Depuis quinze ans, les recherches se sont multipliées en ce domaine et il est possible d’en dresser un bilan. Il existe des ensembles clairement définis, des limites qui valent pour une pluralité d’éléments. En règle générale, il n’en va pas ainsi : les zones que l’on dessine ont un noyau dont les caractères sont purs, mais, sur les marges, on voit se combiner dégradés et transitions. La part du réel qui échappe au schéma zonal est trop forte pour que toute la géographie naturelle puisse s’organiser en fonction de ce cadre. Une large partie lui demeure étrangère : après une période initiale d’engouement, on en convient généralement aujourd’hui. Les travaux de géographie naturelle ne permettent pas la compréhension totale des faits de répartition naturelle, mais ils invitent à la réflexion sur ce qu’est une aire homogène, sur les méthodes de la taxonomie régionale : comme nous l’indiquons, on découvre que la logique des opérations à mener est la même dans tous les domaines.

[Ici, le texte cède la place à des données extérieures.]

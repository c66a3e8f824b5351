mod binding;
mod cache;
mod cast;
mod error;
mod parse;
mod reader;
mod registry;
mod value;
mod write;

/// Two-way property binding and shared globals.
pub use binding::{Binding, BindingMode, Globals};
/// Deduplicating file loader and custom format loaders.
pub use cache::{LoadOptions, LoadRequest, ObjectCache, ResourceLoader};
/// Value coercion entry point.
pub use cast::cast;
/// Error and result aliases.
pub use error::{Result, TyonError};
/// Parser entry points and the deserialization context.
pub use parse::{DeserContext, parse_document, parse_list, parse_map, parse_str, parse_value};
/// Character cursor over notation text.
pub use reader::Reader;
/// Type registration, descriptors, and coercion hooks.
pub use registry::{
	CastHint, CustomCoercion, DeserializeFn, EnumDesc, MemberDesc, MemberDeserializeFn, MemberFlags,
	MemberSerializeFn, MergeFn, RecordBuilder, RecordDesc, SerializeFn, SerializeHint, StaticFn,
	TypeDesc, TypeId, TypeInfo, TypeKind, TypeRegistry,
};
/// Runtime value types and shared handles.
pub use value::{
	EnumValue, ForeignRef, Instance, ObjRef, PendingKind, PendingRef, PendingSlot, Value, WeakForeign,
	WeakObj,
};
/// Text writer entry points.
pub use write::{WriteOptions, to_text, write_document};
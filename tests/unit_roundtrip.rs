#![allow(missing_docs)]

use tyon::store::{TypeDesc, TypeRegistry, Value, parse_str, to_text};

fn registry() -> TypeRegistry {
	let mut reg = TypeRegistry::new();
	let mask = reg.register_enum("Mask", true, &[("None", 0), ("A", 1), ("B", 2), ("C", 4)]);
	let sprite = reg
		.record("Sprite")
		.member("width", TypeDesc::Int)
		.member("height", TypeDesc::Int)
		.finish();
	reg.record("Actor")
		.member("health", TypeDesc::Int)
		.member("speed", TypeDesc::Float)
		.member("tags", TypeDesc::List(Box::new(TypeDesc::String)))
		.member("mask", TypeDesc::Named(mask))
		.member("sprite", TypeDesc::Named(sprite))
		.referenceable("name")
		.finish();
	reg
}

#[test]
fn records_survive_a_write_parse_cycle() {
	let reg = registry();
	let text = "Actor {
		name: 'Bob';
		health: 7;
		speed: 2.5;
		tags: ['fast' 'small'];
		mask: Mask[A; C];
		sprite: Sprite { width: 4; height: 8 };
	}";
	let first = parse_str(&reg, text).unwrap();
	let written = to_text(&reg, &first).unwrap();
	let second = parse_str(&reg, &written).unwrap();

	let a = first.as_object().unwrap().borrow();
	let b = second.as_object().unwrap().borrow();
	for (idx, (x, y)) in a.fields.iter().zip(b.fields.iter()).enumerate() {
		match (x, y) {
			// Nested objects differ by identity; compare their fields.
			(Value::Object(xo), Value::Object(yo)) => {
				assert_eq!(xo.borrow().fields, yo.borrow().fields, "member {idx}");
			}
			_ => assert_eq!(x, y, "member {idx}"),
		}
	}
}

#[test]
fn written_text_is_a_fixpoint() {
	let reg = registry();
	let text = "Actor { name: 'Ann'; health: 1; speed: 0.5; tags: ['x']; mask: Mask.B }";
	let value = parse_str(&reg, text).unwrap();
	let once = to_text(&reg, &value).unwrap();
	let twice = to_text(&reg, &parse_str(&reg, &once).unwrap()).unwrap();
	assert_eq!(once, twice);
}

#[test]
fn unknown_members_are_tolerated_on_load() {
	let reg = registry();
	let value = parse_str(&reg, "Actor { name: 'New'; health: 2; from_a_newer_version: [1 2 3] }").unwrap();
	let obj = value.as_object().unwrap();
	assert_eq!(obj.borrow().fields[0], Value::Int(2));
}

#[test]
fn plain_value_documents_round_trip_exactly() {
	let reg = registry();
	for text in [
		"{\n    threshold: 0.25;\n    title: \"hi\\nthere\";\n}",
		"[1 2 3]",
		"Mask[A; B]",
		"Null",
	] {
		let value = parse_str(&reg, text).unwrap();
		assert_eq!(to_text(&reg, &value).unwrap(), text);
	}
}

Les divisions traditionnelles de la géographie humaine

La structure de la géographie humaine moderne reflète des préoccupations un peu différentes de celles qui font l’originalité de la géographie naturelle : longtemps, on s’était préoccupé presque exclusivement de description et de typologie, et on avait négligé l’analyse des processus responsables de l’ordre spatial ; rien qui ressemble, au début de ce siècle, à la théorie davisienne ou à celle des fronts, grâce à laquelle la climatologie dynamique a progressé depuis V. Bjerknes. La mutation est plus brutale qu’en géomorphologie ou en géobotanique. On opposait traditionnellement le domaine rural au domaine urbain, on distinguait les études de géographie politique, de géographie économique et de géographie humaine au sens large du terme. Certains pratiquaient une géographie qu’ils qualifiaient de sociale, sans qu’on parvienne bien à la distinguer de la géographie humaine. Lorsqu’on cherchait à voir comment s’articulaient cette dernière et les branches plus spécialisées, on se rendait compte que les différences tenaient plus à l’esprit dans lequel les recherches étaient conduites qu’à leur contenu : ceux qui se spécialisaient en économie se voulaient utilitaires et n’aimaient guère les longues analyses de caractères ou de comportements. L’histoire les effrayait également. La géographie politique acceptait de se tourner vers le passé, mais elle n’explorait que certains de ses aspects : l’évolution des constructions territoriales, le tracé des frontières. La géographie sociale était volontiers moderniste dans ses aspirations et cherchait à rompre avec l’approche humaniste de la plupart des autres branches de la discipline. Les nuances se situaient au plan des tempéraments et des méthodes d’approche retenues davantage qu’à celui du contenu. Il en fut un peu de même lorsque, au début de l’entre-deux-guerres, on vit apparaître les travaux de géographie culturelle : née de la vogue des études de paysage, elle trouva dans les progrès de l’anthropologie* de quoi donner naissance à des développements originaux.